Dans la seconde qui suivit, sa carte de visite était tendue, et elle me réclamait la mienne. Je m’empressai de m’excuser de ne pouvoir le faire, prétextant fallacieusement que je venais de me déposséder de la dernière. Ma fin de non-recevoir était motivée par un souci d’autodéfense nourri par l’expérience, vis-à-vis d’une certaine faune chinoise hantant les cocktails de la capitale. Car dans Pékin, si vous remettez votre carte à des inconnu(e)s, vous pouvez être certains de vous retrouver inondés de messages et annonces indésirables sur toutes les adresses avouées sur votre carton : téléphone (messages enregistrés, de préférence anonymes automatiques sur le coup de trois heures du matin), textos et « SPAMs » en veux-tu-en voilà sur votre boite de courriels.

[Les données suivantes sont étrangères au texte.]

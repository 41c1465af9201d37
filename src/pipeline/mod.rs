//! Pipeline entry points for CLI operations.
//!
//! - `run_students`: List the directory with optional filters
//! - `run_generate` / `run_download`: Deliver bulk and individual reports
//! - `run_preview`: Load a single report into the paging viewer
//! - `run_*_achievement(s)`, `run_link_status`: Achievements administration

pub mod achievements;
pub mod preview;
pub mod report;
pub mod students;

pub use achievements::{run_create_achievement, run_link_status, run_list_achievements};
pub use preview::run_preview;
pub use report::{
    ReportOptions, SelectionCriteria, build_requests, run_download, run_generate, select_students,
    summarize,
};
pub use students::{filter_from_args, run_columns, run_students};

Tout ce petit manège de la « Moya », nous avait laissés, M… et moi parfaitement bluffés , nous échangeant des regards et perplexes. Celle qui s’immiçait ainsi dans notre échange, était à présent plus visible. Ses traits étaient sans finesse. Sa robe fort échancrée exposait environ 75% d’une poitrine plate et basse. Le détail qui m’apparut le plus étrange, fut l’échancrure au milieu du corsage : elle était sans ourlet, comme grossièrement découpée aux ciseaux à même le tissu de simple cotonnade, d’une robe faite à la maison, en amateur et inachevée.
Alors que je me faisais cette remarque, M… prit sa décision, et s’adressa à l’intruse dans un anglais ferme, pour dire : « Bon, et bien puisque c’est ainsi, je m’en vais. Vous venez d’interrompre notre conversation, vous ne semblez en rien gênée de votre attitude, je n’ai donc plus rien à faire ici« .
Je m’empressai de poursuivre avec elle quelques répliques en français, deux ou trois minutes, afin d’enfoncer le clou davantage et de la maintenir en attente hors de notre conversation – de partager avec M… son geste de contre-attaque ou de repousser l’ennemi. Tandis que la jeune chinoise, nullement vexée, se contentait de répliquer : « mais vous n’avez qu’à poursuivre votre conversation, je peux attendre ». Sous l’angle de la suceptibilité, elle semblait blindée d’un cuir d’hippopotame -je serais moi même parti depuis longtemps, aux premiers signes d’une telle rebuffade. Puis M… et moi nous saluâmes, et elle quitta la réception. J’avoue que j’étais curieux de savoir ce qu’elle avait de si important à me dire, pour nous charger ainsi si désespérément – et charger les hommes, pas les femmes.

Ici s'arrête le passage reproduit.